Most of these lists end with Logan, since its the most recent film, the film set at the latest date, and the last one experienced by both Wolverine and Professor X. However, much we love Logan (and we do) as the final installment in this long-running saga it’s – well, it’s honestly a bit of a downer. Like, really – a lot of a downer. One solution would be to simply leave it out, but it’s brilliant, so we don’t really want to do that.

There are only really two ways to end with something other than Logan. One is to place Logan directly after The Wolverine as the culmination of the original timeline, but as noted above, the inconsistencies that introduces are enormous.

The other option is to end with Deadpool. This is for one of two reasons (take your pick which you prefer):

1. It is possible that Laura (or another Logan character) will come back in time to join Deadpool 2, and re-write history from that point onwards.
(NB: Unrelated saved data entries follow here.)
//! # Credential Handling
//!
//! An inbound request must carry `Authorization: <scheme> <token>`. The
//! scheme label occupies a fixed-length prefix that is stripped off, and the
//! remaining bearer token is traded at an external interceptor endpoint for a
//! credential the backends trust. The exchange happens once per request;
//! failures are reported as 401, never retried. Raw token values are never
//! logged and never persisted.
use async_trait::async_trait;
use std::time::Duration;

/// Length of the fixed, non-credential scheme prefix (`Bearer `).
const SCHEME_PREFIX_LEN: usize = 7;
/// Shortest `Authorization` value that can carry a credential.
const MIN_HEADER_LEN: usize = 9;

#[derive(Debug, thiserror::Error)]
pub enum AuthError {
    #[error("missing or malformed authorization header")]
    MalformedHeader,

    #[error("the token exchange service rejected the credential")]
    Rejected,

    #[error("token exchange request failed: '{0}'")]
    Exchange(#[source] reqwest::Error),
}

/// Strips the fixed-length scheme prefix from an `Authorization` value.
///
/// Anything shorter than [`MIN_HEADER_LEN`] — including an absent header —
/// fails here, before any network call is made.
pub fn strip_scheme(header: Option<&str>) -> Result<&str, AuthError> {
    header
        .filter(|value| value.len() >= MIN_HEADER_LEN)
        .and_then(|value| value.get(SCHEME_PREFIX_LEN..))
        .ok_or(AuthError::MalformedHeader)
}

/// Exchanges an inbound bearer token for a backend-trusted credential.
#[async_trait]
pub trait TokenExchanger: Send + Sync {
    async fn exchange(&self, token: &str) -> Result<String, AuthError>;
}

/// Token exchange against an HTTP interceptor endpoint.
pub struct HttpTokenExchanger {
    client: reqwest::Client,
    url: String,
}

impl HttpTokenExchanger {
    pub fn new(url: String, timeout: Duration) -> Result<Self, reqwest::Error> {
        let client = reqwest::Client::builder().timeout(timeout).build()?;
        Ok(Self { client, url })
    }
}

#[async_trait]
impl TokenExchanger for HttpTokenExchanger {
    async fn exchange(&self, token: &str) -> Result<String, AuthError> {
        let response = self
            .client
            .post(&self.url)
            .json(&serde_json::json!({ "token": token }))
            .send()
            .await
            .map_err(AuthError::Exchange)?;

        if !response.status().is_success() {
            return Err(AuthError::Rejected);
        }

        response.text().await.map_err(AuthError::Exchange)
    }
}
Until the movie comes out and disproves this theory, we might as well assume its the case. So, since Deadpool doesn’t directly feature either of our two main characters (Wolverine and Xavier) anyway, we might as well finish with it. Yes, we know this is a very, very weak justification. Though if Deadpool 2 does go that route, it’ll look really good in a couple of years’ time.
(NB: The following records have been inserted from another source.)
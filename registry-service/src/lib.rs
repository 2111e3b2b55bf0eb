//! # Registry Service
//!
//! **INTERNAL USE ONLY**: This crate exists solely to provide a gRPC backend
//! for integration testing the gangway crates. It is not intended for
//! production use.
//!
//! The `registry.Registry` schema is assembled from `prost-types` structs at
//! run time and the methods are served through the same dynamic JSON codec
//! the gateway uses, so the fixture needs neither `protoc` nor generated
//! bindings. The descriptor set also feeds `tonic-reflection`'s server
//! builder in tests that need a reflection endpoint.
use gangway_core::grpc::codec::JsonCodec;
use prost::Message;
use prost_reflect::{DescriptorPool, MethodDescriptor, ServiceDescriptor};
use prost_types::{
    DescriptorProto, FieldDescriptorProto, FileDescriptorProto, FileDescriptorSet,
    MethodDescriptorProto, ServiceDescriptorProto,
    field_descriptor_proto::{Label, Type},
};
use std::{
    convert::Infallible,
    future::Future,
    pin::Pin,
    sync::{
        Arc,
        atomic::{AtomicUsize, Ordering},
    },
    task::{Context, Poll},
    time::Duration,
};
use tonic::{
    Request, Response, Status,
    server::{Grpc, NamedService, UnaryService},
};

/// Fully qualified name of the fixture service.
pub const SERVICE_NAME: &str = "registry.Registry";

/// The fixture schema, assembled in code.
pub fn file_descriptor_set() -> FileDescriptorSet {
    FileDescriptorSet {
        file: vec![file_descriptor()],
    }
}

/// The fixture schema in its wire encoding.
pub fn encoded_file_descriptor_set() -> Vec<u8> {
    file_descriptor_set().encode_to_vec()
}

fn file_descriptor() -> FileDescriptorProto {
    FileDescriptorProto {
        name: Some("registry.proto".to_string()),
        package: Some("registry".to_string()),
        syntax: Some("proto3".to_string()),
        message_type: vec![
            message(
                "GetRequest",
                vec![field("name", 1, Type::String), field("delay", 2, Type::Uint32)],
            ),
            message(
                "Entry",
                vec![
                    field("name", 1, Type::String),
                    field("ok", 2, Type::Bool),
                    field("value", 3, Type::String),
                ],
            ),
            message(
                "PutRequest",
                vec![field("name", 1, Type::String), field("value", 2, Type::String)],
            ),
            message("PutResponse", vec![field("message", 1, Type::String)]),
            message("WhoamiRequest", vec![]),
        ],
        service: vec![ServiceDescriptorProto {
            name: Some("Registry".to_string()),
            method: vec![
                method("Get", ".registry.GetRequest", ".registry.Entry"),
                method("Put", ".registry.PutRequest", ".registry.PutResponse"),
                method("Whoami", ".registry.WhoamiRequest", ".registry.Entry"),
            ],
            ..Default::default()
        }],
        ..Default::default()
    }
}

fn message(name: &str, fields: Vec<FieldDescriptorProto>) -> DescriptorProto {
    DescriptorProto {
        name: Some(name.to_string()),
        field: fields,
        ..Default::default()
    }
}

fn field(name: &str, number: i32, kind: Type) -> FieldDescriptorProto {
    FieldDescriptorProto {
        name: Some(name.to_string()),
        number: Some(number),
        label: Some(Label::Optional as i32),
        r#type: Some(kind as i32),
        json_name: Some(name.to_string()),
        ..Default::default()
    }
}

fn method(name: &str, input: &str, output: &str) -> MethodDescriptorProto {
    MethodDescriptorProto {
        name: Some(name.to_string()),
        input_type: Some(input.to_string()),
        output_type: Some(output.to_string()),
        ..Default::default()
    }
}

/// A dynamic unary gRPC server for `registry.Registry`.
///
/// Behavior knobs used by tests:
///
/// * `Get` answers `{"ok": true}`; a `delay` field sleeps that many
///   milliseconds first, and the name `"denied"` yields
///   `PermissionDenied("forbidden")`.
/// * `Put` echoes what it stored, so merge precedence is observable.
/// * `Whoami` echoes the `authz-token` metadata value it received.
///
/// Clones share the call counter, so a test can keep a handle and assert how
/// many RPCs reached the backend.
#[derive(Clone)]
pub struct RegistryService {
    service: ServiceDescriptor,
    calls: Arc<AtomicUsize>,
}

impl RegistryService {
    pub fn new() -> Self {
        let pool = DescriptorPool::from_file_descriptor_set(file_descriptor_set())
            .expect("fixture schema is well formed");
        let service = pool
            .get_service_by_name(SERVICE_NAME)
            .expect("fixture schema declares the registry service");
        Self {
            service,
            calls: Arc::new(AtomicUsize::new(0)),
        }
    }

    /// Number of RPCs that reached the service so far.
    pub fn calls(&self) -> usize {
        self.calls.load(Ordering::SeqCst)
    }

    fn method(&self, name: &str) -> Option<MethodDescriptor> {
        self.service.methods().find(|m| m.name() == name)
    }
}

impl Default for RegistryService {
    fn default() -> Self {
        Self::new()
    }
}

type BoxFuture<T, E> = Pin<Box<dyn Future<Output = Result<T, E>> + Send + 'static>>;

impl tower::Service<http::Request<tonic::body::Body>> for RegistryService {
    type Response = http::Response<tonic::body::Body>;
    type Error = Infallible;
    type Future = BoxFuture<Self::Response, Self::Error>;

    fn poll_ready(&mut self, _cx: &mut Context<'_>) -> Poll<Result<(), Self::Error>> {
        Poll::Ready(Ok(()))
    }

    fn call(&mut self, request: http::Request<tonic::body::Body>) -> Self::Future {
        let name = request
            .uri()
            .path()
            .rsplit('/')
            .next()
            .unwrap_or_default()
            .to_string();
        let Some(method) = self.method(&name) else {
            return Box::pin(async move { Ok(unimplemented_response()) });
        };
        let handler = Handler {
            method: name,
            calls: self.calls.clone(),
        };
        Box::pin(async move {
            // The server encodes outputs and decodes inputs, the reverse of
            // a client.
            let codec = JsonCodec::new(method.output(), method.input());
            let mut grpc = Grpc::new(codec);
            Ok(grpc.unary(handler, request).await)
        })
    }
}

impl NamedService for RegistryService {
    const NAME: &'static str = "registry.Registry";
}

struct Handler {
    method: String,
    calls: Arc<AtomicUsize>,
}

impl UnaryService<serde_json::Value> for Handler {
    type Response = serde_json::Value;
    type Future = BoxFuture<Response<Self::Response>, Status>;

    fn call(&mut self, request: Request<serde_json::Value>) -> Self::Future {
        self.calls.fetch_add(1, Ordering::SeqCst);
        let method = self.method.clone();
        Box::pin(async move { respond(&method, request).await.map(Response::new) })
    }
}

async fn respond(
    method: &str,
    request: Request<serde_json::Value>,
) -> Result<serde_json::Value, Status> {
    let credential = request
        .metadata()
        .get("authz-token")
        .and_then(|v| v.to_str().ok())
        .unwrap_or_default()
        .to_string();
    let body = request.into_inner();

    match method {
        "Get" => {
            let delay = body["delay"].as_u64().unwrap_or(0);
            if delay > 0 {
                tokio::time::sleep(Duration::from_millis(delay)).await;
            }
            if body["name"].as_str() == Some("denied") {
                return Err(Status::permission_denied("forbidden"));
            }
            Ok(serde_json::json!({ "ok": true }))
        }
        "Put" => {
            let name = body["name"].as_str().unwrap_or_default();
            let value = body["value"].as_str().unwrap_or_default();
            Ok(serde_json::json!({ "message": format!("{name}={value}") }))
        }
        "Whoami" => Ok(serde_json::json!({ "value": credential })),
        other => Err(Status::unimplemented(format!("unknown method '{other}'"))),
    }
}

fn unimplemented_response() -> http::Response<tonic::body::Body> {
    http::Response::builder()
        .status(http::StatusCode::OK)
        .header("grpc-status", (tonic::Code::Unimplemented as i32).to_string())
        .header("content-type", "application/grpc")
        .body(tonic::body::Body::default())
        .expect("static response parts are valid")
}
2. While Deadpool gains healing powers, his true mutant super-power is, arguably, breaking the fourth wall. While the other movies (including Origins: Wolverine and its bizarro-Deadpool) follow these characters in universe, Deadpool features fourth-wall breaking references, not just to Wolverine and Professor X, but to their actors. So, after following their stories across the films, there’s a certain logic to capping it all off with Deadpool, as a sort of tribute to the whole franchise. Yes, we know this isn’t a great justification either. We just really want to include Logan but avoid finishing on it, OK?!

So, we could re-order any of the above viewing order suggestions to end with Deadpool following Logan, but let’s suggest this for what we’ll call:

X-Men Movies’ Happy Ending Viewing Order

X-Men: First Class

X-Men Origins: Wolverine

X-Men: Days of Future Past

X-Men: Apocalypse

Dark Phoenix

X-Men

X2: X-Men United

X-Men: The Last Stand

The Wolverine

Logan

Deadpool

Deadpool 2

This viewing order, while not ideal in terms of mixing up timelines (here, we have to assume that the happy ending of Days Of Future Past does not end up happening after all, possibly due to events in Apocalypse and/or Dark Phoenix, it controversially puts the original trilogy into the new timeline, which it shouldn’t be really, and Days Of Future Past and Origins: Wolverine are technically the wrong way around) provides a clear journey for the Wolverine and Professor X characters, but adds a more upbeat ending.

The first two films provide origins for Xavier and then Wolverine, Days Of Future Past shows a possible future where they are very close, then we see them meet and establish their relationship through X-Men and X2: X-Men United. The Last Stand, The Wolverine, and Logan show them age into an increasingly dark world (and maintains the continuity between X-Men and Logan, since Xavier makes clear references to that timeline’s events). Logan provides an end to their story – however, rather than finish there, we then shift slightly back in time to watch Deadpool, a fourth-wall-breaking tribute to these characters and their world that allows us to enjoy them through references and end on a high note.

It’s really, really difficult to produce a viewing order with a happy ending. And Deadpool 2 may provide the happiest ending of all by eliminating X-Men Origins: Wolverine from the proceedings.

We love Logan. As an individual film in its own right, it’s a wonderful, beautiful tragedy. However, as the culmination of a ten-movie series it’s… making us re-think our feelings about Star Trek: Nemesis. So here’s our one big request for all X-Men universe movies over the new few years – if you could give us an alternative ending point to Logan – any alternative ending point, as long as it’s more upbeat – we’d be very grateful!